Burke v. United States, 1439.

Decision Date12 March 1954
Docket NumberNo. 1439.,1439.
Citation103 A.2d 347
PartiesBURKE v. UNITED STATES.
CourtD.C. Court of Appeals

Melvin M. Feldman, Washington, D. C. (appointed by this court), for appellant.

Hubert B. Pair, Asst. Corp. Counsel, Washington, D. C., with whom Vernon E.

West, Corp. Counsel, Chester H. Gray, Principal Asst. Corp. Counsel, Harry L. Walker and Richard W. Barton, Asst. Corp. Counsel, Washington, D. C., were on the brief, for appellee.

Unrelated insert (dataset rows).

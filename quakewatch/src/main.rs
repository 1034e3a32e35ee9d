mod cli;
mod render;

use clap::{Parser, Subcommand};
use cli::ViewArgs;
use quakewatch_core::logging::{default_log_format, init_logging};
use std::path::PathBuf;

#[derive(Parser, Debug)]
#[command(
    name = "quakewatch",
    version,
    about = "Quakewatch: live terminal dashboard for the USGS earthquake feed"
)]
struct Cli {
    #[command(subcommand)]
    command: Option<Command>,
}

#[derive(Subcommand, Debug)]
enum Command {
    /// Keep the dashboard on screen and redraw on every change (default)
    Watch {
        /// Path to a quakewatch config file
        #[arg(long)]
        config: Option<PathBuf>,

        /// Enable polling at this interval, overriding the config
        #[arg(long)]
        poll_secs: Option<u64>,

        #[command(flatten)]
        view: ViewArgs,
    },

    /// Fetch once, print the dashboard and exit
    Once {
        #[arg(long)]
        config: Option<PathBuf>,

        #[command(flatten)]
        view: ViewArgs,
    },

    /// Config file tooling
    Config {
        #[command(subcommand)]
        cmd: cli::conf::ConfigCmd,
    },
}

fn main() {
    let cli = Cli::parse();

    let result = match cli.command {
        Some(Command::Config { cmd }) => cli::conf::run(cmd),

        Some(Command::Once { config, view }) => {
            init_logging(default_log_format());
            cli::once::run(config.as_deref(), &view)
        }

        Some(Command::Watch {
            config,
            poll_secs,
            view,
        }) => {
            init_logging(default_log_format());
            cli::watch::run(config.as_deref(), poll_secs, &view)
        }

        None => {
            init_logging(default_log_format());
            cli::watch::run(None, None, &ViewArgs::default())
        }
    };

    if let Err(e) = result {
        eprintln!("quakewatch error: {e:#}");
        std::process::exit(1);
    }
}
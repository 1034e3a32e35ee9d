//! Refresh lifecycle
//!
//! `FetchController` runs fetch cycles and publishes each resulting state as a
//! whole `FeedSnapshot`:
//!
//! ```text
//! Idle -> Loading -> Success | Failure
//!            ^            |
//!            +------------+   (fetch_now / poll tick)
//! ```
//!
//! `Poller` is the optional repeating trigger.

mod fetch;
mod poller;
mod state;

#[cfg(test)]
mod tests;

pub use fetch::FetchController;
pub use poller::{PollError, Poller};
pub use state::{FeedSnapshot, FetchOutcome, FetchStatus};
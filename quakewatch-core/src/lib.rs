pub mod conf;
pub mod controller;
pub mod dashboard;
pub mod display;
pub mod feed;
pub mod logging;
pub mod model;
pub mod pipeline;

#[cfg(test)]
mod test_support;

Before CAYTON, Chief Judge, and HOOD and QUINN, Associate Judges.

CAYTON, Chief Judge.

Appellant was charged, by information filed in the Juvenile Court, with nonsupport of his wife and minor children. The information covered the period from September 12, 1952, until December 23, 1952, the date on which it was filed. On January 13, 1953, appellant pleaded guilty. He was placed on probation until January 22 when the court ordered him imprisoned for one year, the maximum sentence authorized by the applicable statute. Code 1951, § 22-903. The information under which appellant was sentenced was fatally defective, since it omitted the word "wilfully," a part of the statutory definition of nonsupport1 On that account, in May 1953, while appellant was in prison, the government filed a new information charging him with nonsupport from September 12, 1952, until May 21, 1953. Five days later, on motion of government counsel, appellant's commitment was set aside and the first case was dismissed. On the same day appellant was brought into court and again waived counsel and pleaded guilty. He was sentenced once more to imprisonment for a year; sentence was suspended, and he was placed on probation. On July 24, 1953, probation was revoked and a one-year sentence was again imposed. Approximately two months later appellant filed a motion to vacate sentence on the ground that he had twice been placed in jeopardy for the same crime. He invoked the protection of 28 U.S.C. § 2255 (Supp. V, 1952). The court denied the motion (which the government had not answered) without a hearing and without appointing counsel, although appellant had in his motion requested that counsel be appointed to represent him.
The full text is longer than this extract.